• _Task objective_:
Where "Debug" appears in a line of the entries below, that line should be copied.

Saved entries:
<<<<

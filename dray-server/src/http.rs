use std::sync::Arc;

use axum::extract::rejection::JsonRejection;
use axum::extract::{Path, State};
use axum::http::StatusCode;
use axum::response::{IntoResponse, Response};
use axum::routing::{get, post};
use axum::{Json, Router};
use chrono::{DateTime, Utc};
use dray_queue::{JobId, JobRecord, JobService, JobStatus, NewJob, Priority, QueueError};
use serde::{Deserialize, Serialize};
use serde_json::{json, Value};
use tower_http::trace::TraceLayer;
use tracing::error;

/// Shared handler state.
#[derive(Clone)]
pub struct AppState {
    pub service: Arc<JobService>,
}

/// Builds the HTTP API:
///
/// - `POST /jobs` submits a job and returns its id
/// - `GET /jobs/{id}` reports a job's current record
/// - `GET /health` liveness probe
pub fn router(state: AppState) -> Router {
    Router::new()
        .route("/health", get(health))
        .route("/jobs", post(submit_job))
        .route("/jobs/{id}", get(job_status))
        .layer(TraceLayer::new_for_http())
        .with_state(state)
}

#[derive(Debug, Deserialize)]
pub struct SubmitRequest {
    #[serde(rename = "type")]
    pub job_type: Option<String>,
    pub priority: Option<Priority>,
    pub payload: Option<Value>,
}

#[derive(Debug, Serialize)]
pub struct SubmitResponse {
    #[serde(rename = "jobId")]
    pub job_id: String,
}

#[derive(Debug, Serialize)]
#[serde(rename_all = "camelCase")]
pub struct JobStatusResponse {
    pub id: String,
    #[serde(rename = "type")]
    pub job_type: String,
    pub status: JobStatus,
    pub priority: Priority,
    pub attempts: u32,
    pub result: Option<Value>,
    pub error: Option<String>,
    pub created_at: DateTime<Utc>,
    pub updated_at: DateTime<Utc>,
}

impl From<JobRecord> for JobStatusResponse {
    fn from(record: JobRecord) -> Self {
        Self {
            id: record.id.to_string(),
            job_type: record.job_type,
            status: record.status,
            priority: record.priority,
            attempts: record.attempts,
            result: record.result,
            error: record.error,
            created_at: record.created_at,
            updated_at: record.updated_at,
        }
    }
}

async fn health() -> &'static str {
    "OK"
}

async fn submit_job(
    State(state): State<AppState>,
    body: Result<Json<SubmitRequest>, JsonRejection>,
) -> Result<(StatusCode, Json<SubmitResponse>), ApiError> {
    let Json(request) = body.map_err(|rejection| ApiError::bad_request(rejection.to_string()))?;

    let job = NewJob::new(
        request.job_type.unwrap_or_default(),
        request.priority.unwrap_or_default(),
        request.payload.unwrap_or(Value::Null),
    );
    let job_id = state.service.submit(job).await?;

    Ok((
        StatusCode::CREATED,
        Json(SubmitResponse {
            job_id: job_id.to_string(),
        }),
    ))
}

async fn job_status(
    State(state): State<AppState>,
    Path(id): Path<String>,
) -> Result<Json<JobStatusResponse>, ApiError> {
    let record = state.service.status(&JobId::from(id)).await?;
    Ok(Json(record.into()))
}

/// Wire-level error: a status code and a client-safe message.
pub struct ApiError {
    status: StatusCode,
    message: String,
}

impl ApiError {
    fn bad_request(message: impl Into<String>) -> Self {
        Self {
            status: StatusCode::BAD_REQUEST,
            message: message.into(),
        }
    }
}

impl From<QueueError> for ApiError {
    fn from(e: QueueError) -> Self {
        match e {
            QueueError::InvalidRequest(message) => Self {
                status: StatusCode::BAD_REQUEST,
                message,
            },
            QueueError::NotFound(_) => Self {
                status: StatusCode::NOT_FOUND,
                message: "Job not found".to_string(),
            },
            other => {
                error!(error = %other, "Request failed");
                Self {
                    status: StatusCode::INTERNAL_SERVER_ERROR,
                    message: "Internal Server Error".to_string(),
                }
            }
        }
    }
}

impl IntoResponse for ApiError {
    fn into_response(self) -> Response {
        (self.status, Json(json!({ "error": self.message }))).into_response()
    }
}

>>>>
<<<<

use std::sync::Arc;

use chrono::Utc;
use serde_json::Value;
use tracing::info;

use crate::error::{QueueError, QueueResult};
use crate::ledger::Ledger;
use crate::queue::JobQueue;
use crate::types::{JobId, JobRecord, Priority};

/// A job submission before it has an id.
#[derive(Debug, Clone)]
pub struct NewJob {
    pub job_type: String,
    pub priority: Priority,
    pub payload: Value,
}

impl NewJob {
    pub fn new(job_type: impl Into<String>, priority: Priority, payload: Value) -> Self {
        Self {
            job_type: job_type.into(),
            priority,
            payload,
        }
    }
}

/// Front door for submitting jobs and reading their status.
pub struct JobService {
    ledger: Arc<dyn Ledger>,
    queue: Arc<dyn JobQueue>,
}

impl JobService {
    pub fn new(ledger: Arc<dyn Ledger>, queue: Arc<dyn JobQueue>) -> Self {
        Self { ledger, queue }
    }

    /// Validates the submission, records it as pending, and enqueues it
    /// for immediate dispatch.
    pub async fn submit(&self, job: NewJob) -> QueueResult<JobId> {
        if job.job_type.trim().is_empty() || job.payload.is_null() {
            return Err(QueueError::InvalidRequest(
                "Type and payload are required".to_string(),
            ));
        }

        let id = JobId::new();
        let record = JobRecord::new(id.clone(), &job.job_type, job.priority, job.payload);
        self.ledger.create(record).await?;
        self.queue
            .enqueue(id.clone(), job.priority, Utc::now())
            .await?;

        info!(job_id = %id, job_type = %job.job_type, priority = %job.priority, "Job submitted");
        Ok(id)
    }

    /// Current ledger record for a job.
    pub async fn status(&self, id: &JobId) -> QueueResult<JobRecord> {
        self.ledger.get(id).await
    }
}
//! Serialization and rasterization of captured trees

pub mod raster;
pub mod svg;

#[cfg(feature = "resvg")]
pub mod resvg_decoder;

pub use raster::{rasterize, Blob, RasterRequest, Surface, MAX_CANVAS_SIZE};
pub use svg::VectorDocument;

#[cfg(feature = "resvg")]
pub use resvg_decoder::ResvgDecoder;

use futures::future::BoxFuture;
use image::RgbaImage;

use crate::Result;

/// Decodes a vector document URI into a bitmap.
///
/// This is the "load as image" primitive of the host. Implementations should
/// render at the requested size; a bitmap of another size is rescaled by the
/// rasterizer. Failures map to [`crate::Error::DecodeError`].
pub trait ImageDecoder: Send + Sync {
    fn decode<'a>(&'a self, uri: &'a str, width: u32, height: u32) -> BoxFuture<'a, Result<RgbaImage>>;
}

>>>>

• _Problem solution_:
#[derive(Debug, Deserialize)]
#[derive(Debug, Serialize)]
#[derive(Debug, Serialize)]
#[derive(Debug, Clone)]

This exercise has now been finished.